Snowman, you should have gone with me to the warehouse. I told you." Horus spread his legs, slight and stiff, held out his
arms for inspection. "Eighty bones, my son. That's what I'm talking about. Forty for the coat, forty for the pants. Check
this out." Horus leaned into Snowden, glanced over at Bobby for mock privacy. "It buttons all the way up the neck so I don't
have to waste money on a shirt or tie neither."

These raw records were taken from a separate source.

pub mod auth;
pub mod checkout;
pub mod events;
pub mod me;
pub mod tickets;

use axum::extract::State;
use axum::response::Response;
use chrono::{DateTime, Utc};
use serde::Serialize;
use tracing::error;

use crate::state::AppState;
use crate::utils::error::AppError;
use crate::utils::response::success;

#[derive(Serialize)]
struct HealthPayload {
    status: &'static str,
    service: &'static str,
    ts: DateTime<Utc>,
}

pub async fn health_check(State(state): State<AppState>) -> Result<Response, AppError> {
    state.store.ping().await.map_err(|e| {
        error!(error = %e, "Health check could not reach the datastore");
        AppError::ExternalServiceError("Datastore unavailable".to_string())
    })?;

    let payload = HealthPayload {
        status: "ok",
        service: "ticketa-api",
        ts: Utc::now(),
    };

    Ok(success(payload, "Health check successful"))
}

Their first training day set the schedule for the rest: At exactly eight A.M., a man appeared, a Mr. M. R. Linden. M. R. Linden
was white and bald except for his beard, which disappeared over his ears and was brown with an oval albino patch on the left
side of his face as if he'd fallen asleep in a shallow pool of Clorox. He looked like a genetically modified pig, but he wore
a much nicer suit than they did so his students listened intently. Day one was the basics: the difference between rent controlled
("a set rent price that increases slowly for the length of the rental") and rent stabilized ("a controlled rent price that
can be raised by a citywide certified percentage each year"). From there Mr. Linden flew without pause into the particulars:
Rent control is over, the only people who have it are the elderly or live-in descendants who inherited the robbery; rent-stabilized
status applies to an apartment regardless of the owner, and even when a tenant leaves the rent can be raised only by a controlled
percentage. The first postlecture discussion topic: Are rent control and rent stabilization the cause of Manhattan's exorbitant
real estate prices?

Snowden leaned forward in his chair just to get a look at Bobby. Bobby the preparer, Bobby memorizer of manuscripts, dark
prince of data. Bobby, who in less sober moments had confessed that since he was long and weak his best chance at proving
himself to the powers of Horizon was to intellectually dazzle, was preparing to use this opportunity to display the depth
of his knowledge of the ruling argument of New York housing questions: whose fault were the prices, the realtors or the renters?
Snowden could tell Bobby was reciting his speech in his head, raising his hand with no intention of waiting till he was called
on. Brushing off one of the techniques that got him through high school, Snowden quickly excused himself to the bathroom,
tried to make it to the door before Bobby could start talking.